» Problem statement: From the records below, return every line containing the word "ResponseTemplate".

__________________________________________________

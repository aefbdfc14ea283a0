//! End-to-end waitlist flow: router + SupabaseStore + mocked store

use std::sync::Arc;

use axum_test::TestServer;
use pretty_assertions::assert_eq;
use serde_json::{json, Value};
use waitlist_api::{router, AppState, FallbackLog, StoreConfig, SupabaseStore};
use wiremock::matchers::{method, path};
use wiremock::{Mock, MockServer, ResponseTemplate};

fn server_for(mock_server: &MockServer, fallback: FallbackLog) -> TestServer {
    let config = StoreConfig::new(&mock_server.uri(), "test-anon-key").unwrap();
    let store = SupabaseStore::new(&config).unwrap();
    TestServer::new(router(AppState::new(Arc::new(store), fallback))).unwrap()
}

#[tokio::test]
async fn signup_against_missing_table_is_logged_and_acknowledged() {
    let mock_server = MockServer::start().await;
    Mock::given(method("POST"))
        .and(path("/rest/v1/waitlist"))
        .respond_with(ResponseTemplate::new(404).set_body_json(json!({
            "code": "42P01",
            "message": "relation \"public.waitlist\" does not exist"
        })))
        .expect(1)
        .mount(&mock_server)
        .await;

    let dir = tempfile::tempdir().unwrap();
    let log_path = dir.path().join("pending.jsonl");
    let server = server_for(&mock_server, FallbackLog::with_file(&log_path));

    let response = server
        .post("/api/waitlist")
        .json(&json!({ "email": "early@bird.test", "business_type": "Construction" }))
        .await;

    response.assert_status_ok();
    let body = response.json::<Value>();
    assert_eq!(body["success"], true);
    assert_eq!(body["note"], "Table will be created automatically");

    let logged = std::fs::read_to_string(&log_path).unwrap();
    assert_eq!(logged.lines().count(), 1);
    assert!(logged.contains("early@bird.test"));
    assert!(logged.contains("Construction"));
}

#[tokio::test]
async fn signup_success_returns_store_rows() {
    let mock_server = MockServer::start().await;
    Mock::given(method("POST"))
        .and(path("/rest/v1/waitlist"))
        .respond_with(
            ResponseTemplate::new(201)
                .set_body_json(json!([{ "id": 3, "email": "owner@acme.test" }])),
        )
        .expect(1)
        .mount(&mock_server)
        .await;

    let server = server_for(&mock_server, FallbackLog::new());
    let response = server
        .post("/api/waitlist")
        .json(&json!({ "email": "owner@acme.test" }))
        .await;

    response.assert_status_ok();
    assert_eq!(
        response.json::<Value>(),
        json!({
            "success": true,
            "message": "Successfully joined waitlist!",
            "data": [{ "id": 3, "email": "owner@acme.test" }]
        })
    );
}

#[tokio::test]
async fn empty_email_never_reaches_the_store() {
    let mock_server = MockServer::start().await;
    Mock::given(method("POST"))
        .respond_with(ResponseTemplate::new(201))
        .expect(0)
        .mount(&mock_server)
        .await;

    let server = server_for(&mock_server, FallbackLog::new());
    let response = server
        .post("/api/waitlist")
        .json(&json!({ "email": "", "company_name": "Acme" }))
        .await;

    response.assert_status_bad_request();
    assert_eq!(response.json::<Value>(), json!({ "error": "Email is required" }));
}

#[tokio::test]
async fn store_failure_is_surfaced_once_without_retry() {
    let mock_server = MockServer::start().await;
    Mock::given(method("POST"))
        .and(path("/rest/v1/waitlist"))
        .respond_with(ResponseTemplate::new(401).set_body_json(json!({
            "message": "Invalid API key"
        })))
        .expect(1)
        .mount(&mock_server)
        .await;

    let server = server_for(&mock_server, FallbackLog::new());
    let response = server
        .post("/api/waitlist")
        .json(&json!({ "email": "owner@acme.test" }))
        .await;

    response.assert_status(axum::http::StatusCode::INTERNAL_SERVER_ERROR);
    assert_eq!(response.json::<Value>(), json!({ "error": "Invalid API key" }));
}
//! Answer choices offered by each quiz step

use serde::Serialize;

/// Step 1 choices
pub const BUSINESS_TYPES: &[&str] = &[
    "Technology/Software",
    "Retail/E-commerce",
    "Professional Services",
    "Healthcare",
    "Food & Beverage",
    "Manufacturing",
    "Construction",
    "Other",
];

/// Step 2 choices
pub const COMPANY_SIZES: &[&str] = &[
    "1-5 employees",
    "6-20 employees",
    "21-50 employees",
    "51+ employees",
];

/// Step 3 choices
pub const STATES: &[&str] = &[
    "California",
    "Texas",
    "Florida",
    "New York",
    "Illinois",
    "Pennsylvania",
    "Ohio",
    "Georgia",
    "North Carolina",
    "Michigan",
    "Other",
];

/// All three choice lists, as served to the quiz front end
#[derive(Debug, Clone, Serialize)]
pub struct QuizOptions {
    pub business_types: &'static [&'static str],
    pub company_sizes: &'static [&'static str],
    pub states: &'static [&'static str],
}

pub fn quiz_options() -> QuizOptions {
    QuizOptions {
        business_types: BUSINESS_TYPES,
        company_sizes: COMPANY_SIZES,
        states: STATES,
    }
}

pub fn is_business_type(value: &str) -> bool {
    BUSINESS_TYPES.contains(&value)
}

pub fn is_company_size(value: &str) -> bool {
    COMPANY_SIZES.contains(&value)
}

pub fn is_state(value: &str) -> bool {
    STATES.contains(&value)
}

#[cfg(test)]
mod tests {
    use super::*;

    #[test]
    fn test_lists_end_with_other_where_offered() {
        assert_eq!(BUSINESS_TYPES.last(), Some(&"Other"));
        assert_eq!(STATES.last(), Some(&"Other"));
    }

    #[test]
    fn test_membership_is_exact() {
        assert!(is_business_type("Food & Beverage"));
        assert!(!is_business_type("food & beverage"));
        assert!(is_company_size("51+ employees"));
        assert!(!is_company_size("51+"));
        assert!(is_state("North Carolina"));
        assert!(!is_state("CA"));
    }
}
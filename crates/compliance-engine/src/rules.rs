//! Rule table mapping profile predicates to catalog items
//!
//! Rules are evaluated top to bottom and each one contributes at most one
//! item, so table order is output order.

use shared_types::{BusinessProfile, ComplianceItem};

use crate::catalog;

/// One entry of the rule table
pub struct Rule {
    /// Id of the item this rule contributes
    pub id: &'static str,
    pub applies: fn(&BusinessProfile) -> bool,
    pub item: fn() -> &'static ComplianceItem,
}

impl Rule {
    pub fn matches(&self, profile: &BusinessProfile) -> bool {
        (self.applies)(profile)
    }
}

pub static RULES: &[Rule] = &[
    Rule {
        id: catalog::CTA,
        applies: always,
        item: catalog::corporate_transparency,
    },
    Rule {
        id: catalog::CA_WAGE,
        applies: is_california,
        item: catalog::california_wage,
    },
    Rule {
        id: catalog::FMLA,
        applies: has_fmla_headcount,
        item: catalog::fmla,
    },
    Rule {
        id: catalog::HIPAA,
        applies: is_healthcare,
        item: catalog::hipaa,
    },
    Rule {
        id: catalog::FOOD_SAFETY,
        applies: is_food_and_beverage,
        item: catalog::food_safety,
    },
    Rule {
        id: catalog::PAYMENT_REPORTING,
        applies: always,
        item: catalog::payment_reporting,
    },
];

fn always(_: &BusinessProfile) -> bool {
    true
}

fn is_california(profile: &BusinessProfile) -> bool {
    profile.state == "California"
}

/// Substring match so "21-50 employees" and "51+ employees" both count
fn has_fmla_headcount(profile: &BusinessProfile) -> bool {
    profile.company_size.contains("21-50") || profile.company_size.contains("51+")
}

fn is_healthcare(profile: &BusinessProfile) -> bool {
    profile.business_type == "Healthcare"
}

fn is_food_and_beverage(profile: &BusinessProfile) -> bool {
    profile.business_type == "Food & Beverage"
}

/// Build the ordered item list for a profile
pub fn generate(profile: &BusinessProfile) -> Vec<ComplianceItem> {
    RULES
        .iter()
        .filter(|rule| rule.matches(profile))
        .map(|rule| (rule.item)().clone())
        .collect()
}

/// Ids of the rules that fire for a profile
pub fn applicable_rule_ids(profile: &BusinessProfile) -> Vec<&'static str> {
    RULES
        .iter()
        .filter(|rule| rule.matches(profile))
        .map(|rule| rule.id)
        .collect()
}
pub mod catalog;
pub mod options;
pub mod quiz;
pub mod rules;

pub use options::{quiz_options, QuizOptions};
pub use quiz::{Quiz, QuizError, QuizStep};

use shared_types::{BusinessProfile, ComplianceItem, ComplianceReport};

/// ComplianceEngine entry point
pub struct ComplianceEngine;

impl ComplianceEngine {
    pub fn new() -> Self {
        Self
    }

    /// Ordered compliance items for a profile. Pure and deterministic.
    pub fn generate(&self, profile: &BusinessProfile) -> Vec<ComplianceItem> {
        rules::generate(profile)
    }

    pub fn report(&self, profile: &BusinessProfile) -> ComplianceReport {
        ComplianceReport {
            profile: profile.clone(),
            items: self.generate(profile),
        }
    }

    /// Ids of the rules that fire for a profile, in output order
    pub fn applicable_rules(&self, profile: &BusinessProfile) -> Vec<&'static str> {
        rules::applicable_rule_ids(profile)
    }
}

impl Default for ComplianceEngine {
    fn default() -> Self {
        Self::new()
    }
}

__________________________________________________

» Your response:
use wiremock::{Mock, MockServer, ResponseTemplate};
        .respond_with(ResponseTemplate::new(404).set_body_json(json!({
            ResponseTemplate::new(201)
        .respond_with(ResponseTemplate::new(201))
        .respond_with(ResponseTemplate::new(401).set_body_json(json!({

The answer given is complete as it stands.